Conventionally, technology for generating a depth map requires acquiring a plurality of images having parallax thereamong for analyze. Additionally, each of the images is needed to be processed in its entirety, resulting a relatively slow processing speed. Therefore, when filming a video and a plurality of video frames need to be displayed per second, a processor with better performance must be employed (resulting in higher hardware costs), or a percentage of image frames of the video processed may need to be reduced (adversely affecting the quality of the subsequently generated 3D images).
Therefore, an object of the present invention is to provide a method that enables efficient generation of image depth maps.

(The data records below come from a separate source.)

//! Tests for POST /webpay/postback: applying purchase notices to the ledger.

use axum::http::StatusCode;
use rust_decimal::Decimal;

#[path = "../common/mod.rs"]
mod common;
use common::*;

/// A paid app, a known buyer and a pending purchase of the app by that buyer.
fn setup_app_purchase(ctx: &TestContext) -> (Webapp, User, Contribution) {
    let conn = ctx.conn();
    let user = create_test_user(&conn, "buyer@example.com");
    let app = create_paid_app(&conn, "Paid App");
    let pending = create_pending(
        &conn,
        ProductRef::Webapp(app.id.clone()),
        "contrib-1",
        Some(&user.id),
    );
    (app, user, pending)
}

#[tokio::test]
async fn test_postback_completes_purchase() {
    let ctx = create_test_context();
    let (app, user, pending) = setup_app_purchase(&ctx);

    let token = sign_notice(
        ctx.keys(),
        notice_claims(&product_data_for(&pending), "T1", Some(("10.99", "BRL"))),
        now(),
    );
    let (status, body) = post_notice(ctx.app(), "/webpay/postback", &token).await;

    assert_eq!(status, StatusCode::OK);
    assert_eq!(body, "T1");

    let conn = ctx.conn();
    let contribution = get_contribution(&conn, &pending.uuid);
    assert_eq!(contribution.contrib_type, ContributionType::Purchase);
    assert_eq!(contribution.transaction_id.as_deref(), Some("T1"));
    assert_eq!(contribution.amount, Some(Decimal::new(1099, 2)));
    assert_eq!(contribution.currency, "BRL");
    assert_eq!(contribution.user_id.as_deref(), Some(user.id.as_str()));
    assert!(queries::user_owns_app(&conn, &app.id, &user.id).unwrap());

    let sent = ctx.notifier.sent();
    assert_eq!(sent.len(), 1);
    assert_eq!(sent[0].kind, NotificationKind::PurchaseReceipt);
    assert_eq!(sent[0].recipient.as_deref(), Some("buyer@example.com"));
    assert_eq!(sent[0].transaction_id.as_deref(), Some("T1"));
}

#[tokio::test]
async fn test_postback_without_price_keeps_requested_amount() {
    let ctx = create_test_context();
    let (_, _, pending) = setup_app_purchase(&ctx);
    {
        let conn = ctx.conn();
        conn.execute(
            "UPDATE contributions SET amount = '0.99' WHERE uuid = ?1",
            [&pending.uuid],
        )
        .unwrap();
    }

    let token = sign_notice(
        ctx.keys(),
        notice_claims(&product_data_for(&pending), "T1", None),
        now(),
    );
    let (status, _) = post_notice(ctx.app(), "/webpay/postback", &token).await;
    assert_eq!(status, StatusCode::OK);

    let contribution = get_contribution(&ctx.conn(), &pending.uuid);
    assert_eq!(contribution.amount, Some(Decimal::new(99, 2)));
    assert_eq!(contribution.currency, "USD");
}

/// Redelivery of the same notice answers 200 again without a second receipt
/// or a second ownership row.
#[tokio::test]
async fn test_postback_redelivery_is_idempotent() {
    let ctx = create_test_context();
    let (_, _, pending) = setup_app_purchase(&ctx);

    let token = sign_notice(
        ctx.keys(),
        notice_claims(&product_data_for(&pending), "T1", Some(("0.99", "USD"))),
        now(),
    );

    let (first, first_body) = post_notice(ctx.app(), "/webpay/postback", &token).await;
    let (second, second_body) = post_notice(ctx.app(), "/webpay/postback", &token).await;

    assert_eq!(first, StatusCode::OK);
    assert_eq!(second, StatusCode::OK);
    assert_eq!(first_body, "T1");
    assert_eq!(second_body, "T1");

    assert_eq!(ctx.notifier.count(NotificationKind::PurchaseReceipt), 1);
    let conn = ctx.conn();
    assert_eq!(count_rows(&conn, "contributions"), 1);
    assert_eq!(count_rows(&conn, "app_purchases"), 1);
}

#[tokio::test]
async fn test_postback_with_other_transaction_conflicts() {
    let ctx = create_test_context();
    let (_, _, pending) = setup_app_purchase(&ctx);
    let product_data = product_data_for(&pending);

    let first = sign_notice(ctx.keys(), notice_claims(&product_data, "T1", None), now());
    let (status, _) = post_notice(ctx.app(), "/webpay/postback", &first).await;
    assert_eq!(status, StatusCode::OK);

    let second = sign_notice(ctx.keys(), notice_claims(&product_data, "T2", None), now());
    let (status, _) = post_notice(ctx.app(), "/webpay/postback", &second).await;
    assert_eq!(status, StatusCode::CONFLICT);

    let contribution = get_contribution(&ctx.conn(), &pending.uuid);
    assert_eq!(
        contribution.transaction_id.as_deref(),
        Some("T1"),
        "first transaction id must be retained"
    );
    assert_eq!(ctx.notifier.count(NotificationKind::PurchaseReceipt), 1);
}

#[tokio::test]
async fn test_postback_for_unknown_contribution() {
    let ctx = create_test_context();
    let app = create_paid_app(&ctx.conn(), "Paid App");

    let product_data = ProductData {
        contrib_uuid: "does-not-exist".to_string(),
        product: ProductRef::Webapp(app.id.clone()),
        public_id: None,
        application_size: None,
        buyer_email: None,
    }
    .encode();
    let token = sign_notice(ctx.keys(), notice_claims(&product_data, "T1", None), now());
    let (status, _) = post_notice(ctx.app(), "/webpay/postback", &token).await;

    assert_eq!(status, StatusCode::NOT_FOUND);
    assert!(ctx.notifier.sent().is_empty());
}

#[tokio::test]
async fn test_postback_naming_other_product_is_rejected() {
    let ctx = create_test_context();
    let (_, _, pending) = setup_app_purchase(&ctx);
    let other = create_paid_app(&ctx.conn(), "Other App");

    let product_data = ProductData {
        contrib_uuid: pending.uuid.clone(),
        product: ProductRef::Webapp(other.id.clone()),
        public_id: None,
        application_size: None,
        buyer_email: None,
    }
    .encode();
    let token = sign_notice(ctx.keys(), notice_claims(&product_data, "T1", None), now());
    let (status, _) = post_notice(ctx.app(), "/webpay/postback", &token).await;

    assert_eq!(status, StatusCode::NOT_FOUND);
    let contribution = get_contribution(&ctx.conn(), &pending.uuid);
    assert_eq!(contribution.contrib_type, ContributionType::Pending);
}

/// A postback aimed at a refund row must not turn it into a purchase.
#[tokio::test]
async fn test_postback_for_reversal_row_is_illegal() {
    let ctx = create_test_context();
    let (_, _, pending) = setup_app_purchase(&ctx);
    let purchase = complete_purchase(&ctx.conn(), &pending.uuid, "T1");

    let chargeback = {
        let mut claims = notice_claims(&product_data_for(&purchase), "T1", None);
        claims.response.as_mut().unwrap().reason = Some("refund".to_string());
        sign_notice(ctx.keys(), claims, now())
    };
    let (status, _) = post_notice(ctx.app(), "/webpay/chargeback", &chargeback).await;
    assert_eq!(status, StatusCode::OK);

    let refund = queries::get_reversal_for(&ctx.conn(), &purchase.id)
        .unwrap()
        .expect("refund row");
    let product_data = ProductData {
        contrib_uuid: refund.uuid.clone(),
        product: refund.product.clone(),
        public_id: None,
        application_size: None,
        buyer_email: None,
    }
    .encode();
    let token = sign_notice(ctx.keys(), notice_claims(&product_data, "T1", None), now());
    let (status, _) = post_notice(ctx.app(), "/webpay/postback", &token).await;

    assert_eq!(status, StatusCode::CONFLICT);
    let refund = get_contribution(&ctx.conn(), &refund.uuid);
    assert_eq!(refund.contrib_type, ContributionType::Refund);
}

/// The documented round trip: app A123 bought by U1 for 10.99 BRL.
#[tokio::test]
async fn test_request_token_round_trip_through_postback() {
    let ctx = create_test_context();
    let conn = ctx.conn();
    conn.execute(
        "INSERT INTO webapps (id, name, solitude_public_id, price_point, price_amount, currency, created_at)
         VALUES ('A123', 'Some App', 'public-A123', '10', '10.99', 'BRL', 0)",
        [],
    )
    .unwrap();
    let app = queries::get_webapp_by_id(&conn, "A123").unwrap().unwrap();
    let user = create_test_user(&conn, "u1@example.com");
    let pending = create_pending(&conn, ProductRef::Webapp("A123".into()), "U1", Some(&user.id));

    let request = products::encode_request(
        ctx.keys(),
        &ctx.state.config,
        &Product::App(app),
        &pending,
        None,
        now(),
    )
    .unwrap();
    let request_claims = ctx.keys().decode(&request).unwrap();
    let product_data = request_claims.custom.request.product_data.unwrap();
    assert!(product_data.contains("contrib_uuid=U1"));
    assert!(product_data.contains("addon_id=A123"));
    drop(conn);

    let notice = sign_notice(
        ctx.keys(),
        notice_claims(&product_data, "T1", Some(("10.99", "BRL"))),
        now(),
    );
    let (status, body) = post_notice(ctx.app(), "/webpay/postback", &notice).await;
    assert_eq!(status, StatusCode::OK);
    assert_eq!(body, "T1");

    let conn = ctx.conn();
    let contribution = get_contribution(&conn, "U1");
    assert_eq!(contribution.contrib_type, ContributionType::Purchase);
    assert_eq!(contribution.amount, Some(Decimal::new(1099, 2)));
    assert_eq!(contribution.currency, "BRL");
    assert!(queries::user_owns_app(&conn, "A123", &user.id).unwrap());
}

#[tokio::test]
async fn test_inapp_postback_records_charged_price_without_ownership() {
    let ctx = create_test_context();
    let conn = ctx.conn();
    let user = create_test_user(&conn, "buyer@example.com");
    let app = create_paid_app(&conn, "Game");
    let sword = create_inapp(&conn, Some(&app.id), Decimal::new(199, 2), false);
    let pending = create_pending(&conn, ProductRef::InApp(sword.id.clone()), "contrib-inapp", Some(&user.id));
    drop(conn);

    let token = sign_notice(
        ctx.keys(),
        notice_claims(&product_data_for(&pending), "T9", Some(("1.99", "EUR"))),
        now(),
    );
    let (status, _) = post_notice(ctx.app(), "/webpay/postback", &token).await;
    assert_eq!(status, StatusCode::OK);

    let conn = ctx.conn();
    let contribution = get_contribution(&conn, &pending.uuid);
    assert_eq!(contribution.contrib_type, ContributionType::Purchase);
    assert_eq!(contribution.amount, Some(Decimal::new(199, 2)));
    assert_eq!(contribution.currency, "EUR");
    assert_eq!(count_rows(&conn, "app_purchases"), 0);
    assert_eq!(ctx.notifier.count(NotificationKind::PurchaseReceipt), 1);
}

Accordingly, a method of this invention is for generating image depth maps for image frames included in a video, is to be implemented using an image processing device, and may include the following steps of:
(a) acquiring, by the image processing device, a full depth map of an nth image frame of the video, wherein n is a positive integer;
(b) finding, using a difference spotting module of the image processing device, a to-be-processed region of an (n+m)th image frame of the video, the to-be-processed region differing from a corresponding region of the nth image frame of the video, wherein m is a positive integer;
(c) processing, using a depth map generating module of the image processing device, the to-be-processed region of the (n+m)th image frame of the video for generating a partial depth map that corresponds to the to-be-processed region; and
(d) generating, using a depth map composing module of the image processing device, a full depth map of the (n+m)th image frame of the video by using the partial depth map to replace a part of the full depth map of the nth image frame of the video that corresponds in position to the partial depth map.
Another object of the present invention is to provide an image processing device that is configured to execute steps of the method of this invention.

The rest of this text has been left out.